2023-10-07 10:34 AM
I want to be able to program a STM32H7 device with something like a device ID, for example, this device is #10, and that devices is #55. This would affect the behavior of the device, so it must be possible to read that number through the firmware, so that the device is aware of which number it is.

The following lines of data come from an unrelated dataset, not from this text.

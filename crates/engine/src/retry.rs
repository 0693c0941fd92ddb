// SPDX-License-Identifier: BUSL-1.1
// Copyright (c) 2026 Alfred Jean LLC

//! Node retry policy: bounded attempts with linear backoff.

use crate::error::NodeError;
use crate::node::NodeOutput;
use std::future::Future;
use std::time::Duration;
use sweep_workflow::RetryPolicy;

/// Run `attempt_fn` up to `policy.max_attempts` times, sleeping
/// `attempt * backoff_ms` between attempts. Validation errors abort
/// immediately; a node is never invoked more than `max_attempts` times.
pub async fn execute_with_retry<F, Fut>(
    policy: &RetryPolicy,
    mut attempt_fn: F,
) -> Result<NodeOutput, NodeError>
where
    F: FnMut() -> Fut,
    Fut: Future<Output = Result<NodeOutput, NodeError>>,
{
    let max_attempts = policy.max_attempts.max(1);
    let mut attempt = 0;
    loop {
        attempt += 1;
        match attempt_fn().await {
            Ok(output) => return Ok(output),
            Err(error) if !error.is_retryable() || attempt >= max_attempts => {
                return Err(error);
            }
            Err(error) => {
                let backoff = Duration::from_millis(attempt as u64 * policy.backoff_ms);
                tracing::warn!(
                    attempt,
                    max_attempts,
                    backoff_ms = backoff.as_millis() as u64,
                    error = %error,
                    "node attempt failed, retrying"
                );
                tokio::time::sleep(backoff).await;
            }
        }
    }
}

#[cfg(test)]
#[path = "retry_tests.rs"]
mod tests;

I also want to be able to update the firmware on all devices through the built-in UART bootloader, but I don't want this to wipe the device ID. Is it possible to do something like this without adding an external FLASH?
2023-10-07 10:57 AM
Isn't there some OTP memory?
Read Unique ID?
2023-10-07 11:55 AM
..and if battery Vbat there, the backup sram .
2023-10-07 12:46 PM
As @tesla suggested, STM32 has built-in unique ID, 96 bits (3*32). Can you use it?
2023-10-07 05:38 PM
I think OTP will work. Unique ID won't work because it needs to be a specifically programmed number that changes a delay in communication.
Can OTP be rewritten during development or is it truly a one-time thing?
2023-10-07 11:48 PM
OTP is truly one-time. If this weren't bad enough, STM32H7 does not have OTP at all.

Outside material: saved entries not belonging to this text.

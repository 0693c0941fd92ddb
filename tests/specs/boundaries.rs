// SPDX-License-Identifier: BUSL-1.1
// Copyright (c) 2026 Alfred Jean LLC

//! Boundary behavior specs: races, empty queues, kill flags.

use super::prelude::*;
use std::sync::Arc;

const TRIVIAL_FLOW: &str = r#"
workflow "A-update-v2" {
  start_node = "a"
  node "a" {
    type   = "set_values"
    config = { done = true }
  }
}
"#;

#[tokio::test]
async fn dequeue_on_empty_queue_returns_none() {
    let world = World::with_platforms(&["A"]);
    let platform = Platform::new("A");

    let job = world
        .queue
        .dequeue(&platform, QueueDiscipline::Priority)
        .await
        .unwrap();
    assert!(job.is_none());
}

#[tokio::test]
async fn two_workers_racing_on_the_lock_produce_one_holder() {
    let world = World::with_platforms(&["A"]);
    world.insert_workflow(TRIVIAL_FLOW);

    let job = world.pending_job("A-update-v2", "A");
    world.queue.enqueue(&job, QueueDiscipline::Priority).await.unwrap();

    let first = world.worker("A", world.registry());
    let second = world.worker("A", world.registry());

    // The loser observes the held lock while the winner is executing.
    // Simulate by holding the lock as the "winner" and polling the loser.
    assert!(world.lock.acquire(&Platform::new("A")).await.unwrap());
    assert_eq!(second.poll_once().await.unwrap(), WorkerPoll::LockBusy);

    // Once the winner releases, the other worker proceeds normally.
    world.lock.release(&Platform::new("A")).await.unwrap();
    let poll = first.poll_once().await.unwrap();
    assert!(matches!(poll, WorkerPoll::Executed(_, ExecutionOutcome::Completed)));
}

#[tokio::test]
async fn racing_removal_of_one_queue_entry_has_one_winner() {
    let world = World::with_platforms(&["A"]);
    let platform = Platform::new("A");
    let job = world.pending_job("A-update-v2", "A");
    world.queue.enqueue(&job, QueueDiscipline::Priority).await.unwrap();

    let winner = world.queue.dequeue(&platform, QueueDiscipline::Priority).await.unwrap();
    let loser = world.queue.dequeue(&platform, QueueDiscipline::Priority).await.unwrap();

    assert_eq!(winner.map(|j| j.job_id), Some(job.job_id));
    assert!(loser.is_none());
}

#[tokio::test]
async fn kill_flag_during_execution_fails_job_and_frees_platform() {
    let world = World::with_platforms(&["A"]);
    let mut registry = world.registry();
    {
        let store = world.store.clone();
        registry.register("raise_kill", move || {
            Box::new(RaiseKillFlag { store: store.clone() })
        });
    }
    world.insert_workflow(
        r#"
        workflow "A-update-v2" {
          start_node = "first"
          node "first" {
            type       = "raise_kill"
            next_nodes = ["second"]
          }
          node "second" {
            type   = "set_values"
            config = { reached = true }
          }
        }
        "#,
    );

    let worker = Arc::new(world.worker("A", registry));
    let job = world.pending_job("A-update-v2", "A");
    world.queue.enqueue(&job, QueueDiscipline::Priority).await.unwrap();

    // The flag is raised mid-job: the current node finishes, the job is
    // abandoned at the next node boundary, and the worker exits.
    assert_eq!(worker.poll_once().await.unwrap(), WorkerPoll::KillRequested);

    let stored = world.queue.get(&job.job_id).await.unwrap().unwrap();
    assert_eq!(stored.status, JobStatus::Failed);
    assert_eq!(stored.error.unwrap().message, "worker restart requested");

    let platform = Platform::new("A");
    assert!(!world.lock.is_locked(&platform).await.unwrap());
    assert!(world.lock.running_job(&platform).await.unwrap().is_none());
}

#[tokio::test]
async fn pending_job_lives_in_exactly_one_queue() {
    let world = World::with_platforms(&["A", "B"]);
    let job = world.pending_job("A-update-v2", "A");
    world.queue.enqueue(&job, QueueDiscipline::Priority).await.unwrap();

    assert_eq!(world.queue.queue_length(&Platform::new("A")).await.unwrap(), 1);
    assert_eq!(world.queue.queue_length(&Platform::new("B")).await.unwrap(), 0);

    // Dequeuing removes it from every queue.
    world.queue.dequeue(&Platform::new("A"), QueueDiscipline::Priority).await.unwrap();
    assert_eq!(world.queue.queue_length(&Platform::new("A")).await.unwrap(), 0);
}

2023-10-08 12:54 AM - edited 2023-10-08 12:56 AM
Based how H7 but maybe this helps STM32H7-Memory-Flash (FLASH) have options area 2k
Or if you have spare sectors can use EEPROM emulation ...
And bootloader overwrites only by commands, not all space.
2023-10-08 03:58 PM
Despite the marketing materials, there is no nonvolatile memory store on the STM32H7 apart from the normal FLASH. The "2KB flash of user option bytes for user configuration" mentioned in the datasheet is presumably a disconnect between what is technically on the chip and what is available to the user and it should be embarrassing to ST that it has not yet been corrected.
Would love to be proven wrong here, btw, but all evidence points to the contrary.